Which plants are better for bees: native or non-native?
📖 Background
You work for the local government environment agency and have taken on a project about creating pollinator bee-friendly spaces. You can use both native and non-native plants to create these spaces and therefore need to ensure that you use the correct plants to optimize the environment for these bees.
The team has collected data on native and non-native plants and their effects on pollinator bees. Your task will be to analyze this data and provide recommendations on which plants create an optimized environment for pollinator bees.
💾 The Data
You have assembled information on the plants and bees research in a file called plants_and_bees.csv
. Each row represents a sample that was taken from a patch of land where the plant species were being studied.
Column | Description |
---|---|
sample_id | The ID number of the sample taken. |
bees_num | The total number of bee individuals in the sample. |
date | Date the sample was taken. |
season | Season during sample collection ("early.season" or "late.season"). |
site | Name of collection site. |
native_or_non | Whether the sample was from a native or non-native plot. |
sampling | The sampling method. |
plant_species | The name of the plant species the sample was taken from. None indicates the sample was taken from the air. |
time | The time the sample was taken. |
bee_species | The bee species in the sample. |
sex | The gender of the bee species. |
specialized_on | The plant genus the bee species preferred. |
parasitic | Whether or not the bee is parasitic (0:no, 1:yes). |
nesting | The bees nesting method. |
status | The status of the bee species. |
nonnative_bee | Whether the bee species is native or not (0:no, 1:yes). |
Source (data has been modified)
💪 Challenge
Provide your agency with a report that covers the following:
- Which plants are preferred by native vs non-native bee species?
- A visualization of the distribution of bee and plant species across one of the samples.

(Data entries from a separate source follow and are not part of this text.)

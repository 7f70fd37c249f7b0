//! Built-in network profiles and contract address tables.
//!
//! Resolution is a pure lookup over the caller's [`Config`]; nothing here
//! touches the network.

use serde::Serialize;
use std::fmt;
use std::str::FromStr;

use super::error::{CeloError, CeloResult};
use crate::config::Config;

#[derive(Debug, Clone, Copy, PartialEq, Eq, Hash, Serialize)]
#[serde(rename_all = "lowercase")]
pub enum Network {
    Mainnet,
    Alfajores,
    Baklava,
    Custom,
}

impl Network {
    pub const ALL: [Network; 4] = [
        Network::Mainnet,
        Network::Alfajores,
        Network::Baklava,
        Network::Custom,
    ];

    pub fn as_str(&self) -> &'static str {
        match self {
            Network::Mainnet => "mainnet",
            Network::Alfajores => "alfajores",
            Network::Baklava => "baklava",
            Network::Custom => "custom",
        }
    }
}

impl fmt::Display for Network {
    fn fmt(&self, f: &mut fmt::Formatter<'_>) -> fmt::Result {
        f.write_str(self.as_str())
    }
}

impl FromStr for Network {
    type Err = CeloError;

    fn from_str(s: &str) -> Result<Self, Self::Err> {
        match s.trim().to_ascii_lowercase().as_str() {
            "mainnet" | "celo" => Ok(Network::Mainnet),
            "alfajores" => Ok(Network::Alfajores),
            "baklava" => Ok(Network::Baklava),
            "custom" => Ok(Network::Custom),
            _ => Err(CeloError::UnknownNetwork(s.to_string())),
        }
    }
}

/// Token contracts known to every profile.
#[derive(Debug, Clone, Copy, PartialEq, Eq, Hash, Serialize)]
pub enum Token {
    #[serde(rename = "CELO")]
    Celo,
    #[serde(rename = "cUSD")]
    CUsd,
    #[serde(rename = "cEUR")]
    CEur,
    #[serde(rename = "cREAL")]
    CReal,
}

impl Token {
    pub const ALL: [Token; 4] = [Token::Celo, Token::CUsd, Token::CEur, Token::CReal];

    pub fn symbol(&self) -> &'static str {
        match self {
            Token::Celo => "CELO",
            Token::CUsd => "cUSD",
            Token::CEur => "cEUR",
            Token::CReal => "cREAL",
        }
    }

    /// Name under which the token is registered in the on-chain Registry.
    pub fn registry_id(&self) -> &'static str {
        match self {
            Token::Celo => "GoldToken",
            Token::CUsd => "StableToken",
            Token::CEur => "StableTokenEUR",
            Token::CReal => "StableTokenBRL",
        }
    }
}

impl fmt::Display for Token {
    fn fmt(&self, f: &mut fmt::Formatter<'_>) -> fmt::Result {
        f.write_str(self.symbol())
    }
}

impl FromStr for Token {
    type Err = CeloError;

    fn from_str(s: &str) -> Result<Self, Self::Err> {
        match s.trim().to_ascii_lowercase().as_str() {
            "celo" | "goldtoken" => Ok(Token::Celo),
            "cusd" | "stabletoken" => Ok(Token::CUsd),
            "ceur" | "stabletokeneur" => Ok(Token::CEur),
            "creal" | "stabletokenbrl" => Ok(Token::CReal),
            other => Err(CeloError::invalid_input(format!(
                "unknown token '{}'. Known tokens: CELO, cUSD, cEUR, cREAL",
                other
            ))),
        }
    }
}

/// Static contract addresses of one chain. Core contracts other than the
/// tokens are looked up through `registry` at call time.
#[derive(Debug, Clone, Copy, PartialEq, Eq, Serialize)]
pub struct ContractTable {
    pub registry: &'static str,
    pub celo: Option<&'static str>,
    pub cusd: Option<&'static str>,
    pub ceur: Option<&'static str>,
    pub creal: Option<&'static str>,
}

/// The Registry lives at the same precompile-style address on every chain.
pub const REGISTRY_ADDRESS: &str = "0x000000000000000000000000000000000000ce10";

pub const MAINNET_CONTRACTS: ContractTable = ContractTable {
    registry: REGISTRY_ADDRESS,
    celo: Some("0x471ece3750da237f93b8e339c536989b8978a438"),
    cusd: Some("0x765de816845861e75a25fca122bb6898b8b1282a"),
    ceur: Some("0xd8763cba276a3738e6de85b4b3bf5fded6d6ca73"),
    creal: Some("0xe8537a3d056da446677b9e9d6c5db704eaab4787"),
};

pub const ALFAJORES_CONTRACTS: ContractTable = ContractTable {
    registry: REGISTRY_ADDRESS,
    celo: Some("0xf194afdf50b03e69bd7d057c1aa9e10c9954e4c9"),
    cusd: Some("0x874069fa1eb16d44d622f2e0ca25eea172369bc1"),
    ceur: Some("0x10c892a6ec43a53e45d0b916b4b7d383b1b78c0f"),
    creal: Some("0xe4d517785d091d3c54818832db6094bcc2744545"),
};

pub const BAKLAVA_CONTRACTS: ContractTable = ContractTable {
    registry: REGISTRY_ADDRESS,
    celo: Some("0xddc9be57f553fe75752d61606b94cbd7e0264ef8"),
    cusd: Some("0x62492a644a588fd904270bed06ad52b9abfea1ae"),
    ceur: Some("0xf9ece301247ad2ce21894941830a2470f4e774ca"),
    creal: None,
};

impl ContractTable {
    pub fn token(&self, token: Token) -> Option<&'static str> {
        match token {
            Token::Celo => self.celo,
            Token::CUsd => self.cusd,
            Token::CEur => self.ceur,
            Token::CReal => self.creal,
        }
    }
}

/// Everything needed to talk to one network.
#[derive(Debug, Clone, PartialEq, Eq, Serialize)]
pub struct NetworkProfile {
    pub network: Network,
    pub rpc_url: String,
    pub explorer_api_url: Option<String>,
    pub chain_id: u64,
    pub contracts: ContractTable,
}

impl NetworkProfile {
    pub fn token_address(&self, token: Token) -> CeloResult<&'static str> {
        self.contracts
            .token(token)
            .ok_or_else(|| CeloError::MissingContract {
                network: self.network.to_string(),
                contract: token.symbol().to_string(),
            })
    }
}

pub const MAINNET_CHAIN_ID: u64 = 42220;
pub const ALFAJORES_CHAIN_ID: u64 = 44787;
pub const BAKLAVA_CHAIN_ID: u64 = 62320;

fn builtin(network: Network) -> Option<(&'static str, &'static str, u64, ContractTable)> {
    match network {
        Network::Mainnet => Some((
            "https://forno.celo.org",
            "https://api.celoscan.io/api",
            MAINNET_CHAIN_ID,
            MAINNET_CONTRACTS,
        )),
        Network::Alfajores => Some((
            "https://alfajores-forno.celo-testnet.org",
            "https://api-alfajores.celoscan.io/api",
            ALFAJORES_CHAIN_ID,
            ALFAJORES_CONTRACTS,
        )),
        Network::Baklava => Some((
            "https://baklava-forno.celo-testnet.org",
            "https://explorer.celo.org/baklava/api",
            BAKLAVA_CHAIN_ID,
            BAKLAVA_CONTRACTS,
        )),
        Network::Custom => None,
    }
}

/// Resolves `key` (or the configured default network) to a profile.
///
/// `custom` takes its endpoint from the config and reuses mainnet's contract
/// table and, unless configured, its chain id.
pub fn resolve(key: Option<&str>, config: &Config) -> CeloResult<NetworkProfile> {
    let key = key.unwrap_or(&config.default_network);
    let network: Network = key.parse()?;

    if let Some((rpc_url, explorer_api_url, chain_id, contracts)) = builtin(network) {
        let rpc_url = config
            .rpc_overrides
            .get(network.as_str())
            .cloned()
            .unwrap_or_else(|| rpc_url.to_string());
        return Ok(NetworkProfile {
            network,
            rpc_url,
            explorer_api_url: Some(explorer_api_url.to_string()),
            chain_id,
            contracts,
        });
    }

    let custom = &config.custom_network;
    let rpc_url = custom
        .rpc_url
        .as_deref()
        .map(str::trim)
        .filter(|url| !url.is_empty())
        .ok_or_else(|| CeloError::MissingEndpoint(network.to_string()))?;

    Ok(NetworkProfile {
        network,
        rpc_url: rpc_url.to_string(),
        explorer_api_url: custom.explorer_api_url.clone(),
        chain_id: custom.chain_id.unwrap_or(MAINNET_CHAIN_ID),
        contracts: MAINNET_CONTRACTS,
    })
}

#[cfg(test)]
mod tests {
    use super::*;
    use crate::celo::utils::validate_address;

    #[test]
    fn test_builtin_profiles() {
        let config = Config::default();
        let mainnet = resolve(Some("mainnet"), &config).unwrap();
        assert_eq!(mainnet.chain_id, 42220);
        assert_eq!(mainnet.rpc_url, "https://forno.celo.org");

        let alfajores = resolve(Some("Alfajores"), &config).unwrap();
        assert_eq!(alfajores.chain_id, 44787);

        let baklava = resolve(Some("baklava"), &config).unwrap();
        assert_eq!(baklava.chain_id, 62320);
    }

    #[test]
    fn test_default_network_is_used() {
        let mut config = Config::default();
        config.default_network = "alfajores".into();
        assert_eq!(resolve(None, &config).unwrap().network, Network::Alfajores);
    }

    #[test]
    fn test_unknown_network() {
        assert!(matches!(
            resolve(Some("ropsten"), &Config::default()),
            Err(CeloError::UnknownNetwork(n)) if n == "ropsten"
        ));
    }

    #[test]
    fn test_custom_requires_endpoint() {
        let config = Config::default();
        assert!(matches!(
            resolve(Some("custom"), &config),
            Err(CeloError::MissingEndpoint(_))
        ));

        let mut config = Config::default();
        config.custom_network.rpc_url = Some("   ".into());
        assert!(matches!(
            resolve(Some("custom"), &config),
            Err(CeloError::MissingEndpoint(_))
        ));
    }

    #[test]
    fn test_custom_reuses_mainnet_contracts() {
        let mut config = Config::default();
        config.custom_network.rpc_url = Some("http://localhost:8545".into());
        let profile = resolve(Some("custom"), &config).unwrap();
        assert_eq!(profile.rpc_url, "http://localhost:8545");
        assert_eq!(profile.contracts, MAINNET_CONTRACTS);
        assert_eq!(profile.chain_id, MAINNET_CHAIN_ID);
        assert!(profile.explorer_api_url.is_none());
    }

    #[test]
    fn test_rpc_override() {
        let mut config = Config::default();
        config
            .rpc_overrides
            .insert("mainnet".into(), "https://my-node.example".into());
        assert_eq!(
            resolve(Some("mainnet"), &config).unwrap().rpc_url,
            "https://my-node.example"
        );
    }

    #[test]
    fn test_missing_contract_entry() {
        let profile = resolve(Some("baklava"), &Config::default()).unwrap();
        assert!(matches!(
            profile.token_address(Token::CReal),
            Err(CeloError::MissingContract { .. })
        ));
        assert!(profile.token_address(Token::CUsd).is_ok());
    }

    #[test]
    fn test_contract_tables_hold_canonical_addresses() {
        for table in [MAINNET_CONTRACTS, ALFAJORES_CONTRACTS, BAKLAVA_CONTRACTS] {
            for address in Token::ALL.iter().filter_map(|t| table.token(*t)) {
                validate_address(address).unwrap();
                assert_eq!(address, address.to_ascii_lowercase());
            }
        }
    }

    #[test]
    fn test_token_parsing() {
        assert_eq!("cusd".parse::<Token>().unwrap(), Token::CUsd);
        assert_eq!("CELO".parse::<Token>().unwrap(), Token::Celo);
        assert!("DAI".parse::<Token>().is_err());
    }
}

- Select the top three plant species you would recommend to the agency to support native bees.
🧑⚖️ Judging criteria
This is a community-based competition. The top 5 most upvoted entries will win.
The winners will receive DataCamp merchandise.
✅ Checklist before publishing
- Rename your workspace to make it descriptive of your work. N.B. you should leave the notebook name as notebook.ipynb.
- Remove redundant cells like the judging criteria, so the workbook is focused on your work.
- Check that all the cells run without error.
⌛️ Time is ticking. Good luck!
# Importing libraries
import pandas as pd
import matplotlib.pyplot as plt
import matplotlib.style as style
import seaborn as sns
import numpy as np
from datetime import datetime
data = pd.read_csv("data/plants_and_bees.csv")
df_bees_clean = data.copy()
df_bees_clean
# a. State whether the values match the description given in the table above.
# b. State the number of missing values in the column.
# Check the data types in the columns
# df_fitness_clean.info()
df_bees_clean.dtypes
# Check the missing values in the columns
#df_bees_clean.isna().sum()
# Clean Rating and Review columns
df_bees_clean.sort_values(by = 'bees_num', inplace=True)
# date Date the sample was taken. time time the sample was taken.
# Convert 'time' column to a zero-padded string representation
df_bees_clean['time'] = df_bees_clean['time'].astype(str).str.zfill(4)
# Convert 'date' column to a proper datetime format
df_bees_clean['date'] = pd.to_datetime(df_bees_clean['date'], format='%m/%d/%Y')
# Concatenate 'date' and 'time' columns into a new column 'datetime'
df_bees_clean['datetime'] = df_bees_clean['date'].dt.strftime('%Y-%m-%d') + ' ' + df_bees_clean['time']
# Convert 'datetime' column to datetime objects
df_bees_clean['datetime'] = pd.to_datetime(df_bees_clean['datetime'])
# Now you can drop the 'time' and 'date' columns if you don't need them anymore
df_bees_clean.drop(columns=['time', 'date'], inplace=True)
# Use dt.floor() to remove the seconds from the 'datetime' column
df_bees_clean['datetime'] = df_bees_clean['datetime'].dt.floor('min')
# specialized_on The plant genus the bee species preferred.
df_bees_clean['specialized_on'] = df_bees_clean['specialized_on'].fillna(0)
df_bees_clean['specialized_on'] = df_bees_clean['specialized_on'].replace(0, 'unknown')
# parasitic Whether or not the bee is parasitic (0:no, 1:yes).
df_bees_clean['parasitic'].fillna(0, inplace=True)
df_bees_clean['parasitic'] = df_bees_clean['parasitic'].replace({0: 'No', 1: 'Yes'})
# nesting The bees nesting method.
df_bees_clean['nesting'].fillna(0, inplace=True)
df_bees_clean['nesting'] = df_bees_clean['nesting'].replace(0, 'unknown')
# status The status of the bee species.
df_bees_clean['status'].fillna(0, inplace=True)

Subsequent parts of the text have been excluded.